Saí assim mesmo. Zambeteando pela Almirante Barroso. Corri um perigo danado no
meio do trânsito ainda acanhado da antiga Tito Franco. Peguei muito carão dos
motoras. Fui tareando até a casa do freguês, peguei minha graninha, voltei com
o carrinho vazio, mas ainda sem muito controle. Os meninos foram fuxicar pra
minha chefe o desastre que foi minha saída e depois dessa experiência, fui
proibido de pilotar os carrinhos de compras na rua. Com o meu confinamento aos
limites do estacionamento, os meus dinheirinhos de gorjeta desmilinguiram-se
vertiginosamente.
O
normal era a gente embalar e levar os paneiros no táxi; no carro do barão, no
estacionamento. Até ali, rolava uma grana mínima, resultante de um acordo
tácito baseado no bom senso. Pintava 1 cruzeirinho, dois...não mais que três.
Uma gorjeta maior rolava quando a gente saía para levar as compras na casa do
freguês. Era nessa hora que eu me embananava. Meu aperreio começava ali mesmo
no salão do supermercado. Como não conseguia colocar os paneiros dentro do
carrinho, chamava um dos meninos para me ajudar. Às vezes, até o freguês dava
uma força.
Foi
o meu primeiro emprego com carteira assinada. Tinha exatos 12 anos. Penso que naquele
tempo não tinha o ECA ou um mecanismo de proteção social (assim da envergadura
das bolsas que ora grassam) ao menor, que o desencantasse do mundo do trabalho.

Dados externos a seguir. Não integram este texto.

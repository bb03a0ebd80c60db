use super::JwtVerifier;
use axum::{
    extract::{FromRef, FromRequestParts},
    http::{StatusCode, request::Parts},
};
use axum_extra::{
    TypedHeader,
    headers::{Authorization, authorization::Bearer},
};
use hammer_core::models::BidderId;
use uuid::Uuid;

/// An authenticated marketplace user.
///
/// This extractor verifies the JWT token from the request headers and
/// extracts the bidder id and display name. The same identity is used for
/// sellers finalizing a listing and for bidders submitting bids.
pub struct Bidder {
    /// The authenticated user's id
    pub id: BidderId,
    /// The authenticated user's display name
    pub name: String,
}

impl<S> FromRequestParts<S> for Bidder
where
    S: Send + Sync,
    JwtVerifier: FromRef<S>,
{
    type Rejection = StatusCode;

    async fn from_request_parts(parts: &mut Parts, state: &S) -> Result<Self, Self::Rejection> {
        // Extract the bearer token, returning 401 if not provided
        let auth = Option::<TypedHeader<Authorization<Bearer>>>::from_request_parts(parts, state)
            .await
            .map_err(|_| StatusCode::UNAUTHORIZED)?
            .ok_or(StatusCode::UNAUTHORIZED)?;

        // Extract the claims from the bearer token, returning 401 if any errors occur
        let claims = JwtVerifier::from_ref(state)
            .claims(auth.token())
            .ok_or(StatusCode::UNAUTHORIZED)?;

        // Extract the BidderId from the claims, returning 401 if subject cannot be parsed as UUID
        let subject = claims.subject.ok_or(StatusCode::UNAUTHORIZED)?;
        let id = Uuid::try_parse(&subject).map_err(|_| StatusCode::UNAUTHORIZED)?;
        Ok(Self {
            id: id.into(),
            name: claims.custom.name,
        })
    }
}
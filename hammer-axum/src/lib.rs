#![warn(missing_docs)]
//! HTTP and SSE transport for the live auction engine.
//!
//! Three inbound operations (join, leave, submit a bid) map onto the web
//! as one SSE stream per observer (connect is `join`, disconnect is
//! `leave`) and a JSON POST for bids. Outbound, every observer receives
//! `snapshot` events carrying the full auction state; a rejected bid is
//! answered synchronously to the submitter only and never broadcast.
//!
//! Bidder identity comes exclusively from verified JWT claims (subject is
//! the bidder id, a custom claim carries the display name); the request
//! payload never names the bidder.

use axum::{Json, Router, http::header, routing};
use hammer_core::ports::AuctionStore;
use hammer_engine::Registry;
use serde::Serialize;
use std::sync::Arc;
use tower_http::cors;

pub mod config;
mod routes;
mod utils;

use config::HttpConfig;
pub use utils::{Bidder, CustomClaims, JwtVerifier, Now, generate_token};

/// Shared state for all request handlers.
pub struct AppState<S: AuctionStore> {
    registry: Arc<Registry<S>>,
    jwt: JwtVerifier,
}

impl<S: AuctionStore> AppState<S> {
    /// Bundle the engine registry and the JWT verification key.
    pub fn new(registry: Arc<Registry<S>>, jwt: JwtVerifier) -> Self {
        Self { registry, jwt }
    }
}

impl<S: AuctionStore> Clone for AppState<S> {
    fn clone(&self) -> Self {
        Self {
            registry: self.registry.clone(),
            jwt: self.jwt.clone(),
        }
    }
}

/// Response for the health check endpoint
#[derive(Serialize)]
struct HealthResponse {
    status: String,
}

/// Simple health check endpoint
async fn health_check() -> Json<HealthResponse> {
    Json(HealthResponse {
        status: "ok".to_string(),
    })
}

/// Construct the full API router with the given state.
pub fn router<S: AuctionStore>(state: AppState<S>) -> Router {
    // To allow for web app access, we use a permissive CORS policy. Notably,
    // this strips any implicit authorization, making this a pretty decent policy.
    let policy = cors::CorsLayer::new()
        .allow_origin(cors::Any)
        .allow_methods(cors::Any)
        .allow_headers([header::AUTHORIZATION, header::CONTENT_TYPE]);

    Router::new()
        .route("/health", routing::get(health_check))
        .nest("/v0/auctions", routes::router())
        .layer(policy)
        .with_state(state)
}

/// Starts the HTTP server with the provided configuration.
pub async fn start_server<S: AuctionStore>(
    config: HttpConfig,
    state: AppState<S>,
) -> Result<(), std::io::Error> {
    let listener = tokio::net::TcpListener::bind(config.bind_address).await?;

    tracing::info!("Listening for requests on {}", listener.local_addr()?);

    axum::serve(listener, router(state)).await
}
use super::BidderId;
use serde::{Deserialize, Serialize};
use time::OffsetDateTime;

/// A single accepted offer against an auction.
///
/// Bids are created only by the acceptance rule inside an auction session and
/// are immutable from then on. Within one auction, `seq` is assigned
/// monotonically in acceptance order, so `(auction_id, seq)` identifies a bid
/// globally and the bid list is totally ordered.
#[derive(Debug, Clone, PartialEq, Eq, Serialize, Deserialize)]
pub struct Bid {
    /// Auction-local sequence number, increasing in acceptance order
    pub seq: u64,
    /// The bidder who placed this bid
    pub bidder_id: BidderId,
    /// Display name of the bidder, resolved by the identity collaborator
    pub bidder_name: String,
    /// Offered amount, in integer currency units
    pub amount: i64,
    /// When the engine accepted the bid
    #[serde(with = "time::serde::rfc3339")]
    pub accepted_at: OffsetDateTime,
}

E antes que brados se levantem contra a conivência da minha santa mãezinha com
a minha situação de petiz trabalhador, saio por ela. Sempre por ela. Culpa ou
dolo nenhum teve. Houve de nos virarmos, o mundo pedia uma rima.
Mas
eu era muito pequenininho. Franzino. Ficava olhando os meus colegas de
trabalho, o Amujaci, o Beto, o Guarda-Mirim, o Fraza, o Beco; o Sabazinho,
filho do seu Sabá. Eram ali, de parelha comigo na idade, mas, olha, estavam bem
mais taludos, exibiam os músculos, as veias tufadas no braço. Eu, nem...Só a
casqueta, dava pra contar as costelas. Mas não abria não. Encarava as paradas.
Eu
era moleque que vivia o mundo do trabalho, mas não deixava de ter meus repentes
de criança. Uma vez inventei uma dor não sei onde e dei nó. Faltei ao trabalho
só pra ver um episódio imperdível de Daniel Boone. Outra vez saí do trabalho
chorando, peguei o Jurunas-Conceição chorando e cheguei em casa chorando porque
meus colegas maiores e mais fortes levaram toda a minha grana, ao final do
expediente, num jogo de bate com figurinhas da Copa. Me alfobitaram, me
deixaram na pira, mas foi roubando. Passavam cuspe na mão pra virar a
figurinhas. Só que eu percebi. Reclamei e me deram um samba. Neste dia,
procurei uma cratera na Almirante Barroso, pra me enterrar, mas mudei de idéia
porque mais logo tinha que trabalhar de novo. Meu mundo, minha rima para
Raimundo exigia.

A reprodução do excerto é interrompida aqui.